The structure of network protocol suites (by )

It's always struck me as odd that IP routes a packet to a transport-level protocol such as UDP, ICMP, or TCP and then lets that protocol handle routing it to an application process.

Since an application is likely to require a few different types of service for different parts of its operations, shouldn't the specification of the target application be more important than the transport mechanism?

Wouldn't it make sense to be able to send a UDP request to 'port 80' just as easily as you can send a TCP request, rather than requiring the web server to bind separate UDP and TCP listener sockets?

These chains of thought led me to design the MERCURY protocol.

The 'endpoints' of MERCURY communications are, in the ARGON world, entities. However, the protocol doesn't care about this; it just needs to know that endpoints can be identified by some opaque identifier string. The MERCURY concept could be implemented outside of ARGON by using any kind of endpoint identifier, including TCP/UDP-esque 'port numbers'.

An endpoint provides a list of interfaces, each of which is identified by some sort of global name (eg, a URI, or a CARBON name). The interface name should, ideally, be resolvable to get a specification of the interface, because within each interface is a list of methods, identified merely by numbers; the interface specification can map these into human-readable names and metadata.

Each method has a type - and it's at this point where we get the distinction into TCP/UDP/RUDP/SCTP/DCCP transport types. The method types are:

  1. Asynchronous message sink. This is somewhat like a UDP listener; a message may be sent to it, with either a request for delivery to be guaranteed, or a drop priority otherwise. There is no reply message.
  2. RPC. This is somewhat like UDP, but with a reply message coming back from the server. Delivery is always guaranteed, since the system has to wait around for the reply anyway.
  3. Connection setup. Here's where it starts to get a bit interesting and different from normal protocol suites. A connection setup is like an RPC, in that a message is sent and a reply message returned, except that it may also set up a connection; the reply message is extended to include an optional connection ID (optional since the server may refuse the connection). The fact that this is merged into a normal RPC is to reduce the exposure to Denial-of-service attacks; in the TCP world, one often sets up a connection (consuming server resources) then uses that connection to attempt to authenticate, with the server rejecting the connection if you fail. With a connection setup RPC, the authentication details can be sent with the connection setup request and, if they are insufficient, the request can be rejected with no more server resources used than a normal connectionless RPC call; often just one IP packet in each direction.

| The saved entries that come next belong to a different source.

//! End-to-end tests through the public `Store` API.
//!
//! Fixtures follow the demo data set: a `users` collection with names, ages,
//! cities, interests and scores.

use std::sync::Arc;
use std::sync::mpsc;
use std::thread;
use std::time::Duration;

use serde_json::{Value as JsonValue, json};

use memdoc::{Document, Error, FindOptions, SortOrder, Store, Value};

// ---------------------------------------------------------------------------
// Helpers
// ---------------------------------------------------------------------------

fn doc(v: JsonValue) -> Document {
    Document::from_json(v).unwrap()
}

fn pipeline(stages: JsonValue) -> Vec<Document> {
    stages
        .as_array()
        .unwrap()
        .iter()
        .map(|s| doc(s.clone()))
        .collect()
}

fn seeded_store() -> Store {
    let store = Store::new();
    let users = store.collection("users").unwrap();
    let result = users.insert_many(vec![
        doc(json!({"name": "Alice", "age": 30, "city": "New York",
                   "interests": ["reading", "hiking"], "scores": [8, 9, 7]})),
        doc(json!({"name": "Bob", "age": 25, "city": "Los Angeles",
                   "interests": ["gaming", "cooking"], "scores": [6, 7, 8]})),
        doc(json!({"name": "Charlie", "age": 35, "city": "New York",
                   "interests": ["reading", "cooking"], "scores": [9, 8, 9]})),
        doc(json!({"name": "Diana", "age": 28, "city": "Chicago",
                   "interests": ["hiking"], "scores": [7, 7, 6]})),
    ]);
    assert!(result.write_errors.is_empty());
    store
}

fn names(docs: impl IntoIterator<Item = Document>) -> Vec<String> {
    docs.into_iter()
        .filter_map(|d| d.get("name").and_then(Value::as_str).map(str::to_string))
        .collect()
}
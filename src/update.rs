use chrono::{SecondsFormat, Utc};

use crate::document::{Document, ID_FIELD};
use crate::error::{Error, Result};
use crate::query::{QueryOp, is_operator_document, parse_ops};
use crate::value::Value;

/// A parsed update document such as `{"$set": {"a": 1}, "$inc": {"n": 2}}`.
///
/// Every operator reads the document as it was before the update, and no two
/// operators may touch overlapping paths, so the order of application does
/// not affect the result.
#[derive(Debug, Clone)]
pub struct UpdateSpec {
    updates: Vec<FieldUpdate>,
}

#[derive(Debug, Clone)]
struct FieldUpdate {
    path: String,
    action: Action,
}

#[derive(Debug, Clone)]
enum Action {
    Set(Value),
    Unset,
    Inc(Value),
    Mul(Value),
    Min(Value),
    Max(Value),
    Rename(String),
    CurrentDate,
    Push(Vec<Value>),
    AddToSet(Vec<Value>),
    Pop(PopEnd),
    Pull(PullCondition),
}

#[derive(Debug, Clone, Copy)]
enum PopEnd {
    First,
    Last,
}

#[derive(Debug, Clone)]
enum PullCondition {
    Equals(Value),
    Matches(Vec<QueryOp>),
}

impl Action {
    fn operator(&self) -> &'static str {
        match self {
            Action::Set(_) => "$set",
            Action::Unset => "$unset",
            Action::Inc(_) => "$inc",
            Action::Mul(_) => "$mul",
            Action::Min(_) => "$min",
            Action::Max(_) => "$max",
            Action::Rename(_) => "$rename",
            Action::CurrentDate => "$currentDate",
            Action::Push(_) => "$push",
            Action::AddToSet(_) => "$addToSet",
            Action::Pop(_) => "$pop",
            Action::Pull(_) => "$pull",
        }
    }
}

// ---------------------------------------------------------------------------
// Parsing
// ---------------------------------------------------------------------------

impl UpdateSpec {
    pub fn parse(update: &Document) -> Result<UpdateSpec> {
        if update.is_empty() {
            return Err(Error::InvalidUpdate("update document must not be empty".into()));
        }

        let mut updates = Vec::new();
        for (op, fields) in update {
            if !op.starts_with('$') {
                return Err(Error::InvalidUpdate(format!(
                    "'{op}' is not an update operator; replacement documents are not supported"
                )));
            }
            let fields = fields
                .as_document()
                .ok_or_else(|| Error::InvalidUpdate(format!("{op} value must be an object")))?;
            for (path, operand) in fields {
                if path.is_empty() || path.split('.').any(str::is_empty) {
                    return Err(Error::InvalidUpdate(format!("invalid field path '{path}'")));
                }
                updates.push(FieldUpdate {
                    path: path.clone(),
                    action: parse_action(op, path, operand)?,
                });
            }
        }

        check_conflicts(&updates)?;
        Ok(UpdateSpec { updates })
    }

    /// Apply the update to `doc`. The document is only replaced when every
    /// operator succeeds. Returns whether the content actually changed.
    pub fn apply(&self, doc: &mut Document) -> Result<bool> {
        let now = Utc::now().to_rfc3339_opts(SecondsFormat::Millis, true);
        let mut updated = doc.clone();
        for update in &self.updates {
            update.apply(doc, &mut updated, &now)?;
        }

        let id_changed = match (doc.id(), updated.id()) {
            (Some(before), Some(after)) => !before.identical(after),
            (None, None) => false,
            _ => true,
        };
        if id_changed {
            return Err(Error::ImmutableField(ID_FIELD.to_string()));
        }

        if updated.identical(doc) {
            return Ok(false);
        }
        *doc = updated;
        Ok(true)
    }
}

fn parse_action(op: &str, path: &str, operand: &Value) -> Result<Action> {
    let action = match op {
        "$set" => Action::Set(operand.clone()),
        "$unset" => Action::Unset,
        "$inc" => Action::Inc(numeric_operand(op, path, operand)?),
        "$mul" => Action::Mul(numeric_operand(op, path, operand)?),
        "$min" => Action::Min(operand.clone()),
        "$max" => Action::Max(operand.clone()),
        "$rename" => {
            let target = operand.as_str().ok_or_else(|| {
                Error::InvalidUpdate(format!("$rename target for '{path}' must be a string"))
            })?;
            if target == path || target.is_empty() {
                return Err(Error::InvalidUpdate(format!(
                    "$rename target for '{path}' must be a different field"
                )));
            }
            Action::Rename(target.to_string())
        }
        "$currentDate" => match operand {
            Value::Boolean(true) => Action::CurrentDate,
            Value::Document(spec) if matches!(spec.get("$type").and_then(Value::as_str), Some("date" | "timestamp")) => {
                Action::CurrentDate
            }
            _ => {
                return Err(Error::InvalidUpdate(format!(
                    "$currentDate for '{path}' must be true or {{$type: \"date\"}}"
                )));
            }
        },
        "$push" => Action::Push(each_operand(op, operand)?),
        "$addToSet" => {
            let mut values: Vec<Value> = Vec::new();
            for value in each_operand(op, operand)? {
                if !values.contains(&value) {
                    values.push(value);
                }
            }
            Action::AddToSet(values)
        }
        "$pop" => match operand.as_i64() {
            Some(1) => Action::Pop(PopEnd::Last),
            Some(-1) => Action::Pop(PopEnd::First),
            _ => {
                return Err(Error::InvalidUpdate(format!(
                    "$pop value for '{path}' must be 1 or -1"
                )));
            }
        },
        "$pull" => match operand {
            Value::Document(cond) if is_operator_document(cond) => {
                let ops = parse_ops(cond).map_err(|e| {
                    Error::InvalidUpdate(format!("$pull condition for '{path}': {e}"))
                })?;
                Action::Pull(PullCondition::Matches(ops))
            }
            other => Action::Pull(PullCondition::Equals(other.clone())),
        },
        _ => return Err(Error::InvalidUpdate(format!("unknown update operator: {op}"))),
    };
    Ok(action)
}

fn numeric_operand(op: &str, path: &str, operand: &Value) -> Result<Value> {
    if operand.is_numeric() {
        Ok(operand.clone())
    } else {
        Err(Error::InvalidUpdate(format!(
            "{op} value for '{path}' must be numeric, got {}",
            operand.type_name()
        )))
    }
}

/// `$push`/`$addToSet` take either a single value or `{$each: [...]}`.
fn each_operand(op: &str, operand: &Value) -> Result<Vec<Value>> {
    if let Value::Document(spec) = operand {
        if let Some(each) = spec.get("$each") {
            if spec.len() != 1 {
                return Err(Error::InvalidUpdate(format!(
                    "{op} only supports the $each modifier"
                )));
            }
            return each
                .as_array()
                .cloned()
                .ok_or_else(|| Error::InvalidUpdate(format!("{op} $each must be an array")));
        }
    }
    Ok(vec![operand.clone()])
}

fn paths_overlap(a: &str, b: &str) -> bool {
    let (short, long) = if a.len() <= b.len() { (a, b) } else { (b, a) };
    long == short || (long.starts_with(short) && long.as_bytes()[short.len()] == b'.')
}

fn check_conflicts(updates: &[FieldUpdate]) -> Result<()> {
    let mut touched: Vec<(&str, &'static str)> = Vec::new();
    for update in updates {
        let op = update.action.operator();
        let mut paths = vec![update.path.as_str()];
        if let Action::Rename(target) = &update.action {
            paths.push(target.as_str());
        }
        for path in paths {
            if let Some((other, other_op)) = touched.iter().find(|(p, _)| paths_overlap(p, path)) {
                return Err(Error::InvalidUpdate(format!(
                    "updating '{path}' with {op} conflicts with {other_op} on '{other}'"
                )));
            }
            touched.push((path, op));
        }
    }
    Ok(())
}

// ---------------------------------------------------------------------------
// Application
// ---------------------------------------------------------------------------

impl FieldUpdate {
    /// Read from `original`, write into `target`.
    fn apply(&self, original: &Document, target: &mut Document, now: &str) -> Result<()> {
        let path = self.path.as_str();
        let current = original.get_path(path);

        match &self.action {
            Action::Set(value) => target.set_path(path, value.clone()),
            Action::Unset => {
                target.remove_path(path);
                Ok(())
            }
            Action::Inc(by) => {
                let next = match current {
                    None => by.clone(),
                    Some(cur) if cur.is_numeric() => cur.add(by)?,
                    Some(cur) => return Err(non_numeric("$inc", path, cur)),
                };
                target.set_path(path, next)
            }
            Action::Mul(by) => {
                let next = match current {
                    None => match by {
                        Value::Integer(_) => Value::Integer(0),
                        _ => Value::Float(0.0),
                    },
                    Some(cur) if cur.is_numeric() => cur.multiply(by)?,
                    Some(cur) => return Err(non_numeric("$mul", path, cur)),
                };
                target.set_path(path, next)
            }
            Action::Min(value) => match current {
                Some(cur) if cur <= value => Ok(()),
                _ => target.set_path(path, value.clone()),
            },
            Action::Max(value) => match current {
                Some(cur) if cur >= value => Ok(()),
                _ => target.set_path(path, value.clone()),
            },
            Action::Rename(to) => {
                if let Some(value) = current {
                    target.remove_path(path);
                    target.set_path(to, value.clone())?;
                }
                Ok(())
            }
            Action::CurrentDate => target.set_path(path, Value::from(now)),
            Action::Push(values) => {
                let mut items = existing_array("$push", path, current)?;
                items.extend(values.iter().cloned());
                target.set_path(path, Value::Array(items))
            }
            Action::AddToSet(values) => {
                let existed = current.is_some();
                let mut items = existing_array("$addToSet", path, current)?;
                let before = items.len();
                for value in values {
                    if !items.contains(value) {
                        items.push(value.clone());
                    }
                }
                if existed && items.len() == before {
                    return Ok(());
                }
                target.set_path(path, Value::Array(items))
            }
            Action::Pop(end) => {
                let Some(cur) = current else { return Ok(()) };
                let mut items = existing_array("$pop", path, Some(cur))?;
                if items.is_empty() {
                    return Ok(());
                }
                match end {
                    PopEnd::First => {
                        items.remove(0);
                    }
                    PopEnd::Last => {
                        items.pop();
                    }
                }
                target.set_path(path, Value::Array(items))
            }
            Action::Pull(cond) => {
                let Some(cur) = current else { return Ok(()) };
                let items = existing_array("$pull", path, Some(cur))?;
                let before = items.len();
                let kept: Vec<Value> = items
                    .into_iter()
                    .filter(|item| !cond.matches(item))
                    .collect();
                if kept.len() == before {
                    return Ok(());
                }
                target.set_path(path, Value::Array(kept))
            }
        }
    }
}

impl PullCondition {
    fn matches(&self, item: &Value) -> bool {
        match self {
            PullCondition::Equals(value) => item == value,
            PullCondition::Matches(ops) => ops.iter().all(|op| op.matches_value(item)),
        }
    }
}

fn existing_array(op: &str, path: &str, current: Option<&Value>) -> Result<Vec<Value>> {
    match current {
        None => Ok(Vec::new()),
        Some(Value::Array(items)) => Ok(items.clone()),
        Some(other) => Err(Error::TypeMismatch(format!(
            "{op} requires field '{path}' to be an array, found {}",
            other.type_name()
        ))),
    }
}

fn non_numeric(op: &str, path: &str, current: &Value) -> Error {
    Error::TypeMismatch(format!(
        "{op} cannot be applied to non-numeric field '{path}' of type {}",
        current.type_name()
    ))
}

// ===========================================================================
// Tests
// ===========================================================================
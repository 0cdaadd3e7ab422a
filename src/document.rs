use std::cmp::Ordering;

use indexmap::IndexMap;
use indexmap::map::{IntoIter, Iter};
use serde::ser::{Serialize, SerializeMap, Serializer};
use serde_json::{Map, Value as JsonValue};

use crate::error::{Error, Result};
use crate::value::Value;

/// Name of the reserved identifier field.
pub const ID_FIELD: &str = "_id";

/// An ordered mapping from field name to [`Value`].
///
/// Insertion order is kept for output; equality and ordering ignore it.
#[derive(Debug, Clone, Default)]
pub struct Document {
    fields: IndexMap<String, Value>,
}

impl Document {
    pub fn new() -> Self {
        Self::default()
    }

    pub fn with_capacity(capacity: usize) -> Self {
        Self {
            fields: IndexMap::with_capacity(capacity),
        }
    }

    pub fn from_json(value: JsonValue) -> Result<Self> {
        match Value::from_json(value) {
            Value::Document(doc) => Ok(doc),
            _ => Err(Error::NotADocument),
        }
    }

    pub fn to_json(&self) -> JsonValue {
        let map: Map<String, JsonValue> = self
            .fields
            .iter()
            .map(|(k, v)| (k.clone(), v.to_json()))
            .collect();
        JsonValue::Object(map)
    }

    pub fn id(&self) -> Option<&Value> {
        self.fields.get(ID_FIELD)
    }

    pub fn len(&self) -> usize {
        self.fields.len()
    }

    pub fn is_empty(&self) -> bool {
        self.fields.is_empty()
    }

    pub fn get(&self, key: &str) -> Option<&Value> {
        self.fields.get(key)
    }

    pub fn get_mut(&mut self, key: &str) -> Option<&mut Value> {
        self.fields.get_mut(key)
    }

    pub fn contains_key(&self, key: &str) -> bool {
        self.fields.contains_key(key)
    }

    /// Insert or overwrite a field. Overwriting keeps the field's position.
    pub fn insert(&mut self, key: impl Into<String>, value: impl Into<Value>) -> Option<Value> {
        self.fields.insert(key.into(), value.into())
    }

    /// Remove a field, keeping the relative order of the rest.
    pub fn remove(&mut self, key: &str) -> Option<Value> {
        self.fields.shift_remove(key)
    }

    pub fn iter(&self) -> Iter<'_, String, Value> {
        self.fields.iter()
    }

    pub fn keys(&self) -> impl Iterator<Item = &String> {
        self.fields.keys()
    }

    /// Access a nested field using dot notation: "user.address.city".
    /// Numeric segments index into arrays: "orders.0.item".
    pub fn get_path(&self, path: &str) -> Option<&Value> {
        let mut parts = path.split('.');
        let mut current = self.fields.get(parts.next()?)?;
        for part in parts {
            current = match current {
                Value::Document(doc) => doc.fields.get(part)?,
                Value::Array(items) => items.get(part.parse::<usize>().ok()?)?,
                _ => return None,
            };
        }
        Some(current)
    }

    /// Set a field by dot path, creating intermediate documents as needed.
    ///
    /// Fails with `TypeMismatch` when an intermediate segment holds a scalar,
    /// or when an array is addressed with a non-numeric segment.
    pub fn set_path(&mut self, path: &str, value: Value) -> Result<()> {
        let parts: Vec<&str> = path.split('.').collect();
        let (last, parents) = match parts.split_last() {
            Some(split) => split,
            None => return Err(Error::InvalidUpdate("empty field path".into())),
        };
        if parents.is_empty() {
            self.fields.insert(last.to_string(), value);
            return Ok(());
        }
        let slot = self
            .fields
            .entry(parents[0].to_string())
            .or_insert_with(|| Value::Document(Document::new()));
        set_in_value(slot, &parents[1..], last, value, path)
    }

    /// Remove a field by dot path. Missing paths are a no-op.
    pub fn remove_path(&mut self, path: &str) -> Option<Value> {
        let parts: Vec<&str> = path.split('.').collect();
        let (last, parents) = parts.split_last()?;
        if parents.is_empty() {
            return self.remove(last);
        }
        let mut current = self.fields.get_mut(parents[0])?;
        for part in &parents[1..] {
            current = match current {
                Value::Document(doc) => doc.fields.get_mut(*part)?,
                Value::Array(items) => items.get_mut(part.parse::<usize>().ok()?)?,
                _ => return None,
            };
        }
        match current {
            Value::Document(doc) => doc.remove(last),
            Value::Array(items) => {
                // Removing an array element leaves a null hole, as the index
                // positions of the remaining elements must not shift.
                let slot = items.get_mut(last.parse::<usize>().ok()?)?;
                Some(std::mem::replace(slot, Value::Null))
            }
            _ => None,
        }
    }

    /// Strict comparison: same fields in the same order with identical values.
    pub fn identical(&self, other: &Document) -> bool {
        self.fields.len() == other.fields.len()
            && self
                .fields
                .iter()
                .zip(other.fields.iter())
                .all(|((ka, va), (kb, vb))| ka == kb && va.identical(vb))
    }

    fn sorted_entries(&self) -> Vec<(&String, &Value)> {
        let mut entries: Vec<_> = self.fields.iter().collect();
        entries.sort_by(|a, b| a.0.cmp(b.0));
        entries
    }
}

fn set_in_value(
    current: &mut Value,
    parents: &[&str],
    last: &str,
    value: Value,
    full_path: &str,
) -> Result<()> {
    let Some((head, rest)) = parents.split_first() else {
        return match current {
            Value::Document(doc) => {
                doc.fields.insert(last.to_string(), value);
                Ok(())
            }
            Value::Array(items) => {
                let idx = array_index(last, full_path)?;
                pad_to_index(items, idx, full_path)?;
                items[idx] = value;
                Ok(())
            }
            other => Err(cannot_traverse(other, last, full_path)),
        };
    };
    let next = match current {
        Value::Document(doc) => doc
            .fields
            .entry(head.to_string())
            .or_insert_with(|| Value::Document(Document::new())),
        Value::Array(items) => {
            let idx = array_index(head, full_path)?;
            pad_to_index(items, idx, full_path)?;
            let slot = &mut items[idx];
            if slot.is_null() {
                *slot = Value::Document(Document::new());
            }
            slot
        }
        other => return Err(cannot_traverse(other, head, full_path)),
    };
    set_in_value(next, rest, last, value, full_path)
}

/// How far past the end of an array a path may address; the gap is
/// filled with nulls.
const MAX_ARRAY_PADDING: usize = 1024;

fn pad_to_index(items: &mut Vec<Value>, idx: usize, full_path: &str) -> Result<()> {
    if idx < items.len() {
        return Ok(());
    }
    if idx - items.len() > MAX_ARRAY_PADDING {
        return Err(Error::TypeMismatch(format!(
            "index {idx} of '{full_path}' is more than {MAX_ARRAY_PADDING} past the end of a {}-element array",
            items.len()
        )));
    }
    items.resize(idx + 1, Value::Null);
    Ok(())
}

fn array_index(segment: &str, full_path: &str) -> Result<usize> {
    segment.parse::<usize>().map_err(|_| {
        Error::TypeMismatch(format!(
            "cannot use non-numeric segment '{segment}' of '{full_path}' to index an array"
        ))
    })
}

fn cannot_traverse(value: &Value, segment: &str, full_path: &str) -> Error {
    Error::TypeMismatch(format!(
        "cannot create field '{segment}' of '{full_path}' inside a {} value",
        value.type_name()
    ))
}

impl PartialEq for Document {
    fn eq(&self, other: &Self) -> bool {
        self.cmp(other) == Ordering::Equal
    }
}

impl Eq for Document {}

impl PartialOrd for Document {
    fn partial_cmp(&self, other: &Self) -> Option<Ordering> {
        Some(self.cmp(other))
    }
}

impl Ord for Document {
    fn cmp(&self, other: &Self) -> Ordering {
        self.sorted_entries().cmp(&other.sorted_entries())
    }
}

impl Serialize for Document {
    fn serialize<S: Serializer>(&self, serializer: S) -> std::result::Result<S::Ok, S::Error> {
        let mut map = serializer.serialize_map(Some(self.fields.len()))?;
        for (k, v) in &self.fields {
            map.serialize_entry(k, v)?;
        }
        map.end()
    }
}

impl TryFrom<JsonValue> for Document {
    type Error = Error;

    fn try_from(value: JsonValue) -> Result<Self> {
        Document::from_json(value)
    }
}

impl FromIterator<(String, Value)> for Document {
    fn from_iter<I: IntoIterator<Item = (String, Value)>>(iter: I) -> Self {
        Self {
            fields: iter.into_iter().collect(),
        }
    }
}

impl Extend<(String, Value)> for Document {
    fn extend<I: IntoIterator<Item = (String, Value)>>(&mut self, iter: I) {
        self.fields.extend(iter);
    }
}

impl IntoIterator for Document {
    type Item = (String, Value);
    type IntoIter = IntoIter<String, Value>;

    fn into_iter(self) -> Self::IntoIter {
        self.fields.into_iter()
    }
}

impl<'a> IntoIterator for &'a Document {
    type Item = (&'a String, &'a Value);
    type IntoIter = Iter<'a, String, Value>;

    fn into_iter(self) -> Self::IntoIter {
        self.fields.iter()
    }
}
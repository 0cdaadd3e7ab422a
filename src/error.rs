use thiserror::Error;

#[derive(Error, Debug)]
pub enum Error {
    #[error("duplicate key: _id {0} already exists")]
    DuplicateKey(String),

    #[error("type mismatch: {0}")]
    TypeMismatch(String),

    #[error("invalid projection: {0}")]
    InvalidProjection(String),

    #[error("invalid filter: {0}")]
    InvalidFilter(String),

    #[error("invalid update: {0}")]
    InvalidUpdate(String),

    #[error("invalid pipeline: {0}")]
    InvalidPipeline(String),

    #[error("aggregation failed at stage {stage} ({name}): {source}")]
    Aggregation {
        stage: usize,
        name: String,
        #[source]
        source: Box<Error>,
    },

    #[error("field '{0}' is immutable")]
    ImmutableField(String),

    #[error("document must be a JSON object")]
    NotADocument,

    #[error("collection not found: {0}")]
    CollectionNotFound(String),

    #[error("collection already exists: {0}")]
    CollectionAlreadyExists(String),

    #[error("collection '{name}' is full ({limit} documents)")]
    CollectionFull { name: String, limit: usize },

    #[error("invalid configuration: {0}")]
    Config(String),

    #[error("json error: {0}")]
    Json(#[from] serde_json::Error),
}

impl Error {
    /// The stage index of an aggregation failure, if this is one.
    pub fn stage(&self) -> Option<usize> {
        match self {
            Error::Aggregation { stage, .. } => Some(*stage),
            _ => None,
        }
    }
}

pub type Result<T> = std::result::Result<T, Error>;
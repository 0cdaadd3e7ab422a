use std::collections::BTreeSet;

use tracing::{debug, warn};

use crate::document::{Document, ID_FIELD};
use crate::error::{Error, Result};
use crate::query::Filter;
use crate::update::UpdateSpec;
use crate::value::{ObjectId, Value};

/// A per-document failure inside a batch operation.
#[derive(Debug)]
pub struct WriteError {
    /// Position of the failing document in the batch input (inserts) or
    /// among the matched documents (updates).
    pub index: usize,
    pub id: Option<Value>,
    pub error: Error,
}

#[derive(Debug, Default)]
pub struct InsertManyResult {
    pub inserted_ids: Vec<Value>,
    pub write_errors: Vec<WriteError>,
}

#[derive(Debug, Default)]
pub struct UpdateResult {
    pub matched_count: u64,
    pub modified_count: u64,
    pub write_errors: Vec<WriteError>,
}

#[derive(Debug, Default, Clone, Copy, PartialEq, Eq)]
pub struct DeleteResult {
    pub deleted_count: u64,
}

/// An insertion-ordered sequence of documents with unique `_id`s.
#[derive(Debug, Clone)]
pub struct Collection {
    name: String,
    documents: Vec<Document>,
    ids: BTreeSet<Value>,
    max_documents: Option<usize>,
}

impl Collection {
    pub fn new(name: &str) -> Self {
        Self::with_options(name, 0, None)
    }

    pub fn with_options(name: &str, capacity: usize, max_documents: Option<usize>) -> Self {
        Self {
            name: name.to_string(),
            documents: Vec::with_capacity(capacity),
            ids: BTreeSet::new(),
            max_documents,
        }
    }

    pub fn name(&self) -> &str {
        &self.name
    }

    /// Returns the number of documents in the collection.
    pub fn len(&self) -> usize {
        self.documents.len()
    }

    pub fn is_empty(&self) -> bool {
        self.documents.is_empty()
    }

    pub fn documents(&self) -> &[Document] {
        &self.documents
    }

    /// Get a document by its _id directly.
    pub fn get(&self, id: &Value) -> Option<&Document> {
        if !self.ids.contains(id) {
            return None;
        }
        self.documents.iter().find(|doc| doc.id() == Some(id))
    }

    // -----------------------------------------------------------------------
    // CRUD operations
    // -----------------------------------------------------------------------

    /// Insert a document. Returns the `_id`, generated when absent.
    pub fn insert(&mut self, doc: Document) -> Result<Value> {
        if let Some(limit) = self.max_documents {
            if self.documents.len() >= limit {
                return Err(Error::CollectionFull {
                    name: self.name.clone(),
                    limit,
                });
            }
        }

        let id = match doc.id() {
            Some(Value::Array(_)) => {
                return Err(Error::TypeMismatch("_id cannot be an array".into()));
            }
            Some(id) if self.ids.contains(id) => {
                return Err(Error::DuplicateKey(id.to_string()));
            }
            Some(id) => id.clone(),
            None => Value::Id(ObjectId::new()),
        };

        // _id always leads the stored document
        let mut stored = Document::with_capacity(doc.len() + 1);
        stored.insert(ID_FIELD, id.clone());
        stored.extend(doc.into_iter().filter(|(k, _)| k != ID_FIELD));

        self.ids.insert(id.clone());
        self.documents.push(stored);
        debug!(target: "memdoc::collection", collection = %self.name, id = %id, "document inserted");
        Ok(id)
    }

    /// Insert documents one by one, in order. A failing document is recorded
    /// and skipped; documents before and after it are still inserted.
    pub fn insert_many(&mut self, docs: Vec<Document>) -> InsertManyResult {
        let mut result = InsertManyResult::default();
        for (index, doc) in docs.into_iter().enumerate() {
            let id = doc.id().cloned();
            match self.insert(doc) {
                Ok(id) => result.inserted_ids.push(id),
                Err(error) => {
                    warn!(
                        target: "memdoc::collection",
                        collection = %self.name,
                        index,
                        error = %error,
                        "insert_many skipped a document"
                    );
                    result.write_errors.push(WriteError { index, id, error });
                }
            }
        }
        debug!(
            target: "memdoc::collection",
            collection = %self.name,
            inserted = result.inserted_ids.len(),
            failed = result.write_errors.len(),
            "insert_many finished"
        );
        result
    }

    /// Documents matching `filter`, lazily, in collection order. The items
    /// borrow only the collection, not the filter.
    pub fn find_matching<'a, 'f>(
        &'a self,
        filter: &'f Filter,
    ) -> impl Iterator<Item = &'a Document> + use<'a, 'f> {
        self.documents.iter().filter(move |doc| filter.matches(doc))
    }

    pub fn find_one<'a>(&'a self, filter: &Filter) -> Option<&'a Document> {
        self.find_matching(filter).next()
    }

    /// Apply `update` to the first match (`multi == false`) or to every match.
    ///
    /// With `multi == false` a failure is returned as the error. With
    /// `multi == true` each failure is recorded in `write_errors`, the
    /// failing document stays untouched and the batch carries on.
    pub fn update_matching(
        &mut self,
        filter: &Filter,
        update: &UpdateSpec,
        multi: bool,
    ) -> Result<UpdateResult> {
        let mut result = UpdateResult::default();
        for doc in self.documents.iter_mut().filter(|doc| filter.matches(doc)) {
            let index = usize::try_from(result.matched_count).unwrap_or(usize::MAX);
            result.matched_count += 1;
            match update.apply(doc) {
                Ok(true) => result.modified_count += 1,
                Ok(false) => {}
                Err(error) if multi => {
                    warn!(
                        target: "memdoc::collection",
                        collection = %self.name,
                        error = %error,
                        "update_many skipped a document"
                    );
                    result.write_errors.push(WriteError {
                        index,
                        id: doc.id().cloned(),
                        error,
                    });
                }
                Err(error) => return Err(error),
            }
            if !multi {
                break;
            }
        }
        debug!(
            target: "memdoc::collection",
            collection = %self.name,
            matched = result.matched_count,
            modified = result.modified_count,
            failed = result.write_errors.len(),
            multi,
            "update applied"
        );
        Ok(result)
    }

    /// Remove the first match (`multi == false`) or every match.
    pub fn delete_matching(&mut self, filter: &Filter, multi: bool) -> DeleteResult {
        let before = self.documents.len();
        if multi {
            let ids = &mut self.ids;
            self.documents.retain(|doc| {
                if !filter.matches(doc) {
                    return true;
                }
                if let Some(id) = doc.id() {
                    ids.remove(id);
                }
                false
            });
        } else if let Some(pos) = self.documents.iter().position(|doc| filter.matches(doc)) {
            let doc = self.documents.remove(pos);
            if let Some(id) = doc.id() {
                self.ids.remove(id);
            }
        }
        let deleted_count = (before - self.documents.len()) as u64;
        debug!(
            target: "memdoc::collection",
            collection = %self.name,
            deleted = deleted_count,
            multi,
            "delete applied"
        );
        DeleteResult { deleted_count }
    }

    /// Count documents matching a filter without collecting them.
    pub fn count(&self, filter: &Filter) -> usize {
        self.find_matching(filter).count()
    }
}

// ===========================================================================
// Tests
// ===========================================================================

Once a connection is established, it has its own interface on each end of the connection, defining a set of methods the other end of the connection can use. A pure client will have an empty interface, with no methods, but in general, both client and server can provide each other with message sinks and RPC methods - and even connection setup RPC methods, which create sub-connections nested within the connection.

The main effect of setting up a connection is to have a 'session' that state can be associated with, and to provide the option of ensuring ordering, because messages and RPCs sent over a session have the (per-use) option of requesting order enforcement, in which case they are assigned sequence numbers, and the recipient will ensure ordered delivery to the application. Ordered and unordered messages can be mixed freely within a connection. Also, when a connection is set up, it should be possible to attempt to reserve bandwidth for it; and, finally, a connection is maintained with heartbeats, and if either peer disappears, the survivor's application is notified promptly.

The definition of an interface defines the list of methods in that interface, and also attaches type information. Messages are structured, consisting of a list of fields, each with an identifying number; the interface definition gives names to those numbers, and specifies the type of that field. That applies to the message sent to message sinks and RPCs, and the reply messages of RPCs.

Connection setup RPCs have their request and reply message types defined, and the type of the connection defined; two interfaces have to be defined for the connection, each with their own method name->number mappings and message type declarations with their own field name->number and type mappings. Any connection setup RPCs within those interfaces will, also, have their own interface definitions, recursing as deeply as needs be.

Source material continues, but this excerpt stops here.